## Exercise requirements
Tell how many lines below include the word "Query". Only the number should appear.

## Stored data entries

"""

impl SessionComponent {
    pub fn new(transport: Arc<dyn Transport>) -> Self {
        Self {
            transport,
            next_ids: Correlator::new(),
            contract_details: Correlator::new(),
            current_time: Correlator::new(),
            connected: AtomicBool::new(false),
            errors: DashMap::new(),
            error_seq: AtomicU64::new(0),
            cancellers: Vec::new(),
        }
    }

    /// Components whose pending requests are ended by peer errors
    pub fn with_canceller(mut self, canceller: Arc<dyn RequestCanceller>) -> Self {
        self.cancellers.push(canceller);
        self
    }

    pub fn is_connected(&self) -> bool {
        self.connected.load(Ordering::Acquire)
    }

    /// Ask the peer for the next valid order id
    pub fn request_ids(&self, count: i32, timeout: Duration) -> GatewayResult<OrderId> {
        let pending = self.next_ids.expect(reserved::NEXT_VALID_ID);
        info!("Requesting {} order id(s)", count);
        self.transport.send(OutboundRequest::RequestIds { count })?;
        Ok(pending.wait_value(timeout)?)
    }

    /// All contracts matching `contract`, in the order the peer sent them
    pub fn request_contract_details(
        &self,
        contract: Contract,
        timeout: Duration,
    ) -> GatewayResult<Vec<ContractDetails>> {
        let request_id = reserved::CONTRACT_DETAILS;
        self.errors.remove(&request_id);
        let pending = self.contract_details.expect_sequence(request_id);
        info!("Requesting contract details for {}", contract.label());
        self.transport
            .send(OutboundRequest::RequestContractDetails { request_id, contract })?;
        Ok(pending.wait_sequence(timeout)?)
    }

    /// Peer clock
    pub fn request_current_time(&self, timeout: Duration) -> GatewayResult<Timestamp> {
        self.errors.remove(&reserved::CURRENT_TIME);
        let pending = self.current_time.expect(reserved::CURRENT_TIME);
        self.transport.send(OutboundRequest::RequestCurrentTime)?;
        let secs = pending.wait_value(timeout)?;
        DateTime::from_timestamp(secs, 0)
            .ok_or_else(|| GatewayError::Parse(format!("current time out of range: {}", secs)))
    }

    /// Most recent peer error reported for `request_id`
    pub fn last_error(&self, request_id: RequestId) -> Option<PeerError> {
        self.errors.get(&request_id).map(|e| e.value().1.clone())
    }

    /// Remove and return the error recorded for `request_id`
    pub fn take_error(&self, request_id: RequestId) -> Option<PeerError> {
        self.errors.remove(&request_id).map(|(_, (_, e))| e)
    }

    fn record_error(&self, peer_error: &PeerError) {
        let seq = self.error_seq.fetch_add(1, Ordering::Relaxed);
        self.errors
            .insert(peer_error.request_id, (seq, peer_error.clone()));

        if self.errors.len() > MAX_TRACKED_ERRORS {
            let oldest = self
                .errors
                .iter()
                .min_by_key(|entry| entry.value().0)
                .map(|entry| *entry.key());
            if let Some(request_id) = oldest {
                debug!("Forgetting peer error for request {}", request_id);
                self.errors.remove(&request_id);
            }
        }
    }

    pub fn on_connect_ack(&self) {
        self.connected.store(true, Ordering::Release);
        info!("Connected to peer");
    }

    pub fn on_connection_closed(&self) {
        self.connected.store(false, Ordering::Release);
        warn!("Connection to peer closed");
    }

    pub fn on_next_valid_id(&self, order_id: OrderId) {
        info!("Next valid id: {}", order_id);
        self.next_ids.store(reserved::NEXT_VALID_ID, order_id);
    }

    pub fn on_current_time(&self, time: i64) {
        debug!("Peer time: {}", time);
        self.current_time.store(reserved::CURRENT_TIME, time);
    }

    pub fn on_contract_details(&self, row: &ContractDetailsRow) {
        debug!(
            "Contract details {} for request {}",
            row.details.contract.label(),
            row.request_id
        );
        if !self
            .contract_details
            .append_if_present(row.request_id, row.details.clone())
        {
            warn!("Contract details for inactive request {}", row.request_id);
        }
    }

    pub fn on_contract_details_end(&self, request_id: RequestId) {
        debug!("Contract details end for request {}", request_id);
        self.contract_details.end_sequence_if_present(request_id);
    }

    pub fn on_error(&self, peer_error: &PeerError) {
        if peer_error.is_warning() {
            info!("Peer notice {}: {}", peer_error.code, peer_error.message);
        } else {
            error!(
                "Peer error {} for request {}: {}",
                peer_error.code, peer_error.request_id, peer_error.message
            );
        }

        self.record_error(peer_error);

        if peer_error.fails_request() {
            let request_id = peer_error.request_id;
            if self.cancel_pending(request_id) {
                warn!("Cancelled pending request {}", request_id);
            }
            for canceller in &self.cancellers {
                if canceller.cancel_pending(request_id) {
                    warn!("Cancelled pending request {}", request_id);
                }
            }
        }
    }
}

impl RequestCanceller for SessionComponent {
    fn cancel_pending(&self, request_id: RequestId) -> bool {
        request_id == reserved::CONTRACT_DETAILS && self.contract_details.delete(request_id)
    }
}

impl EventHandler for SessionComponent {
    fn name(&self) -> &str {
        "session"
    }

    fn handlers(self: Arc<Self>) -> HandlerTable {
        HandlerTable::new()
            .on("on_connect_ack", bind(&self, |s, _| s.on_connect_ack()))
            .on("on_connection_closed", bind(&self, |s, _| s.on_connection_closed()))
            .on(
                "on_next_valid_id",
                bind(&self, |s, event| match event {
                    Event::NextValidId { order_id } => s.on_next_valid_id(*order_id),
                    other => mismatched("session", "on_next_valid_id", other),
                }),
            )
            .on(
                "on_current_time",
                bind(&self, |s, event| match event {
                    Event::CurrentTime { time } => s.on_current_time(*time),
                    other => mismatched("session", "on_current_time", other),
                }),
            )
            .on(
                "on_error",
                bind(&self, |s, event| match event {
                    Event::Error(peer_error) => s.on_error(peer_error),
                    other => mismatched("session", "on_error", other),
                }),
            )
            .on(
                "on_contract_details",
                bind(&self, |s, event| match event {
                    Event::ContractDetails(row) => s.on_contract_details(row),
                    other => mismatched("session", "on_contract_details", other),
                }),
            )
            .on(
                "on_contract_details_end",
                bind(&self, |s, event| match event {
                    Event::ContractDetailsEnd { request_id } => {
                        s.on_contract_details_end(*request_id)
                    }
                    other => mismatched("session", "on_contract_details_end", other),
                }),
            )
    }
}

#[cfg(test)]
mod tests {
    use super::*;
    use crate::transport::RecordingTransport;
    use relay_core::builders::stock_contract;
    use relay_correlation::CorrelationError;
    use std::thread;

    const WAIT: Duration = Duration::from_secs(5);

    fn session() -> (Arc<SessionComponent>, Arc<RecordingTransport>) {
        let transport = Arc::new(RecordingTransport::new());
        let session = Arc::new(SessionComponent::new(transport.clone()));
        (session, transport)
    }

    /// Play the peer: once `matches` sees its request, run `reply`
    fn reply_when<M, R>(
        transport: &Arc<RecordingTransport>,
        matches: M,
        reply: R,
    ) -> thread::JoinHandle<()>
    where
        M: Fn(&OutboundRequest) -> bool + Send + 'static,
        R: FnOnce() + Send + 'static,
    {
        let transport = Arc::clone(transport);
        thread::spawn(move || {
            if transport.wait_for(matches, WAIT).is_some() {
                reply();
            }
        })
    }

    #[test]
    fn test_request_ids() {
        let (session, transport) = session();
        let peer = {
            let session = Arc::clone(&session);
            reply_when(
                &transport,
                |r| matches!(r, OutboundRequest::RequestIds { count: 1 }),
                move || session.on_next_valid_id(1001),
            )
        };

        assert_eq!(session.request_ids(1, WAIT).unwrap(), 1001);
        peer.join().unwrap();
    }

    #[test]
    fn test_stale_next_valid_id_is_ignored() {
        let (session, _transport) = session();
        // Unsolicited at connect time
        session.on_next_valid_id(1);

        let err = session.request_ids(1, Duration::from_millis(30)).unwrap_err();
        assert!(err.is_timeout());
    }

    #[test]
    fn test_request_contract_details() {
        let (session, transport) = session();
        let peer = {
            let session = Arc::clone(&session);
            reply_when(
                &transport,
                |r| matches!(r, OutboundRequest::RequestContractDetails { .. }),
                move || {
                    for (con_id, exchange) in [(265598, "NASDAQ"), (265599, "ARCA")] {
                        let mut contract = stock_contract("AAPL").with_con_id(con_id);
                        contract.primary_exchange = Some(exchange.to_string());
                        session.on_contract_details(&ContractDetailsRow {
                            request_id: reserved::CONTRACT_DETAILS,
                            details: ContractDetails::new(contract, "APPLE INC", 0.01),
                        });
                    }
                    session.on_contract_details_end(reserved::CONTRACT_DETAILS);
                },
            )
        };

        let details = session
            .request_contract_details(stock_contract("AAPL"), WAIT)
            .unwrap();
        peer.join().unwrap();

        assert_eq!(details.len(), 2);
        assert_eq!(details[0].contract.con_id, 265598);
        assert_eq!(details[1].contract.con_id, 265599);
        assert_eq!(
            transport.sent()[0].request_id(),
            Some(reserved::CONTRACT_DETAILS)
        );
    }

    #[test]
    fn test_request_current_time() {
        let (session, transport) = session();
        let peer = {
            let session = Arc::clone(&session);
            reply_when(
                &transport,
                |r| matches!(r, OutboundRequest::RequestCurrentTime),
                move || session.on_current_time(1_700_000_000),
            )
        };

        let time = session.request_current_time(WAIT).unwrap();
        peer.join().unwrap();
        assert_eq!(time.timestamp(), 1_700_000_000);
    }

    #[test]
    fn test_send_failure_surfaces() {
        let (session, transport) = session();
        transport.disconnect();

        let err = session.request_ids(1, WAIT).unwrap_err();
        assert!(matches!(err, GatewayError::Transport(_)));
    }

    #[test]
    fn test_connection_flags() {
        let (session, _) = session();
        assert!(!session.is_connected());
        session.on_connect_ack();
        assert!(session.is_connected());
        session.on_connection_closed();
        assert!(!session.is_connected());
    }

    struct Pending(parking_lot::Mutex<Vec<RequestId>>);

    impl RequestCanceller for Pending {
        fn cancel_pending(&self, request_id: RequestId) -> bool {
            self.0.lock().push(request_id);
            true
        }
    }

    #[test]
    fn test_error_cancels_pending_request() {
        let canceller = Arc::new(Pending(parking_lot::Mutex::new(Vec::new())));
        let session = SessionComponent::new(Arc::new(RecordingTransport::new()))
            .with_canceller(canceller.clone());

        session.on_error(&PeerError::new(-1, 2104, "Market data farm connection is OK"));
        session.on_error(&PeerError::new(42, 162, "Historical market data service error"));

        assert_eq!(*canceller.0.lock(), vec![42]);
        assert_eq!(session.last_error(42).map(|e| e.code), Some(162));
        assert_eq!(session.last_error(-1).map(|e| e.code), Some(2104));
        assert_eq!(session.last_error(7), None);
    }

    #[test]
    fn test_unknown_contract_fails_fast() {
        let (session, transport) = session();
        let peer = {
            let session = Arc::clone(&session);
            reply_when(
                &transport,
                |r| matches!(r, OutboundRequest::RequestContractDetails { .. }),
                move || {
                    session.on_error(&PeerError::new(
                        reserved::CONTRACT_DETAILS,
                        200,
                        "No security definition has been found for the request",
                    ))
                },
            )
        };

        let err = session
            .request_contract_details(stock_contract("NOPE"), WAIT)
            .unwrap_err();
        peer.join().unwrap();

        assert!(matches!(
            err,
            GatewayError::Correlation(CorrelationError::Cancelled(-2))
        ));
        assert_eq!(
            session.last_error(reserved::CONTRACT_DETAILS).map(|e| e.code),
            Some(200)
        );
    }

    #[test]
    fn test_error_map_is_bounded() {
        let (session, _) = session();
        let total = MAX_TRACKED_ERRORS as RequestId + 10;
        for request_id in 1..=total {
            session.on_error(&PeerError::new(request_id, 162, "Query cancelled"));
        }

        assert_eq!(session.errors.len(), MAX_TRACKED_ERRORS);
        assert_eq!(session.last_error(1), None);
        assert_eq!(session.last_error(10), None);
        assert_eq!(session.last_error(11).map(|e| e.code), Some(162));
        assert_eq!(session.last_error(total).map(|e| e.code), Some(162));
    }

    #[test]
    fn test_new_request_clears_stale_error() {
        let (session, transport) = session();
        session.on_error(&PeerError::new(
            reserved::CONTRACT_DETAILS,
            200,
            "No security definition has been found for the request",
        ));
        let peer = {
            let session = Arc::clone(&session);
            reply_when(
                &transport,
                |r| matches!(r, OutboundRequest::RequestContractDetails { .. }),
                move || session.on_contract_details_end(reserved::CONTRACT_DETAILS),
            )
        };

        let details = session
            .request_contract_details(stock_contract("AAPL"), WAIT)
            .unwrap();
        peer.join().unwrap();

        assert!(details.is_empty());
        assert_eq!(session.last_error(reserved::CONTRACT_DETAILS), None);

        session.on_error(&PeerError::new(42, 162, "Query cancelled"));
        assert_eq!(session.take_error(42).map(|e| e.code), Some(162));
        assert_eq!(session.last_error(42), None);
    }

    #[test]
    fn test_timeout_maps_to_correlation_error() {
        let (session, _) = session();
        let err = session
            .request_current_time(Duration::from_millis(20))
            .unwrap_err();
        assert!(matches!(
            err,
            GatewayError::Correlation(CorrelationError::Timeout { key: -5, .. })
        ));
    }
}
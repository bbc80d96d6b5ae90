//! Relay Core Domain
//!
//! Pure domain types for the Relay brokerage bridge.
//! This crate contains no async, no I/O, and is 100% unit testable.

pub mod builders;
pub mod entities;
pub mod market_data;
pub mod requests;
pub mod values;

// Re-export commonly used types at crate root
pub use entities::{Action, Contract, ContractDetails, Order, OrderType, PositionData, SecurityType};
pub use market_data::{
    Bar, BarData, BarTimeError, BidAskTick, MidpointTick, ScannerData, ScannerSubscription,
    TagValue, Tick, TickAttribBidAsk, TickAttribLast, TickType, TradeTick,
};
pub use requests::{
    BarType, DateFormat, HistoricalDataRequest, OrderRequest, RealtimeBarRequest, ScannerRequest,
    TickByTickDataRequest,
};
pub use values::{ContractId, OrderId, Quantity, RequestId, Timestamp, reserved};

"""

## Solution to the problem
2